Re: “Washington can’t afford blank checks for ER visits” (editorial, 9-27).
Washington state’s plan to reject a list of more than 700 diagnoses as “non-emergent” for Medicaid patients puts the most vulnerable members of our society, including children, at risk of serious harm. To say medical conditions including chest pain, neurologic changes, shortness of breath, miscarriage and abdominal pain don’t meet the criteria of “real medical emergencies” is setting a dangerous precedent.
The symptoms of many of these medical conditions indicate life-threatening emergencies, and people with these symptoms should seek emergency care. Not doing so could lead to severe illness, disability and even death.

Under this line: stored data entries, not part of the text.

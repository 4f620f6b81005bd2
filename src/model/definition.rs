//! Serializable model definition written once before training

use serde::{Deserialize, Serialize};
use std::path::Path;

use crate::autograd::Tensor;
use crate::{Error, Result};

/// Enough to rebuild a model before its weights are restored from a checkpoint
#[derive(Debug, Clone, PartialEq, Serialize, Deserialize)]
pub struct ModelDefinition {
    /// Model architecture type (e.g. "regularized_gan")
    pub architecture: String,

    /// Crate version that wrote the definition
    pub version: String,

    /// Architecture-specific configuration
    pub config: serde_json::Value,

    /// Trainable parameters in registration order
    pub parameters: Vec<ParameterInfo>,
}

/// Information about a model parameter
#[derive(Debug, Clone, PartialEq, Eq, Serialize, Deserialize)]
pub struct ParameterInfo {
    /// Parameter name (e.g. "d_fc0_w")
    pub name: String,

    /// Parameter shape
    pub shape: Vec<usize>,

    /// Data type, always "f32"
    pub dtype: String,
}

impl ParameterInfo {
    pub fn new(name: impl Into<String>, shape: Vec<usize>) -> Self {
        Self { name: name.into(), shape, dtype: "f32".to_string() }
    }

    pub fn numel(&self) -> usize {
        self.shape.iter().product()
    }
}

impl ModelDefinition {
    pub fn new(
        architecture: impl Into<String>,
        config: serde_json::Value,
        parameters: Vec<ParameterInfo>,
    ) -> Self {
        Self {
            architecture: architecture.into(),
            version: env!("CARGO_PKG_VERSION").to_string(),
            config,
            parameters,
        }
    }

    /// Write as pretty JSON
    pub fn save(&self, path: impl AsRef<Path>) -> Result<()> {
        let json = serde_json::to_string_pretty(self)
            .map_err(|e| Error::Serialization(format!("JSON serialization failed: {e}")))?;
        std::fs::write(path, json)?;
        Ok(())
    }

    /// Read a definition written by [`ModelDefinition::save`]
    pub fn load(path: impl AsRef<Path>) -> Result<Self> {
        let content = std::fs::read_to_string(path)?;
        serde_json::from_str(&content)
            .map_err(|e| Error::Serialization(format!("JSON deserialization failed: {e}")))
    }

    /// Check that live parameters agree with the recorded names and sizes
    pub fn check_parameters(&self, params: &[Tensor]) -> Result<()> {
        if params.len() != self.parameters.len() {
            return Err(Error::ShapeMismatch {
                expected: self.parameters.len(),
                actual: params.len(),
            });
        }
        for (info, param) in self.parameters.iter().zip(params) {
            if param.name() != Some(info.name.as_str()) {
                return Err(Error::Config(format!(
                    "parameter '{}' does not match definition entry '{}'",
                    param.name().unwrap_or("<unnamed>"),
                    info.name
                )));
            }
            if param.len() != info.numel() {
                return Err(Error::ShapeMismatch { expected: info.numel(), actual: param.len() });
            }
        }
        Ok(())
    }
}
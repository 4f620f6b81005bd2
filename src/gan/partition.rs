//! Split of trainable variables between the two players

use crate::autograd::Tensor;
use crate::{Error, Result};

pub const DISCRIMINATOR_PREFIX: &str = "d_";
pub const GENERATOR_PREFIX: &str = "g_";

/// Disjoint discriminator-owned and generator-owned parameters
#[derive(Debug, Clone)]
pub struct VariablePartition {
    pub discriminator: Vec<Tensor>,
    pub generator: Vec<Tensor>,
}

impl VariablePartition {
    /// Partition by name prefix; an unnamed parameter or one matching neither
    /// prefix is a configuration error.
    pub fn from_parameters(params: Vec<Tensor>) -> Result<Self> {
        let mut discriminator = Vec::new();
        let mut generator = Vec::new();
        for param in params {
            let name = param.name().unwrap_or_default().to_string();
            if name.starts_with(DISCRIMINATOR_PREFIX) {
                discriminator.push(param);
            } else if name.starts_with(GENERATOR_PREFIX) {
                generator.push(param);
            } else {
                return Err(Error::UnpartitionedVariable { name });
            }
        }
        Ok(Self { discriminator, generator })
    }
}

This list of conditions was generated over the unanimous objections of physician and hospital task force representatives. Evidence based science confirms over 200 diagnoses on this list are deemed emergencies 100 percent of the time.
Paramount to this entire discussion is access to care. A critical shortage of primary care physicians and clinics that will see Medicaid patients currently exists. For many of these patients, the only access to care is through the emergency department. Rather than limiting their access with the Health Care Authority’s “non-emergent” list, emergency physicians would like to work with the state on follow-up care and case management.
Federal laws exist which guarantee the right to be seen for what a “prudent layperson would deem an emergency.” This is there for everyone’s protection. Washington state does not need to experiment with its most vulnerable population to restrict this guarantee.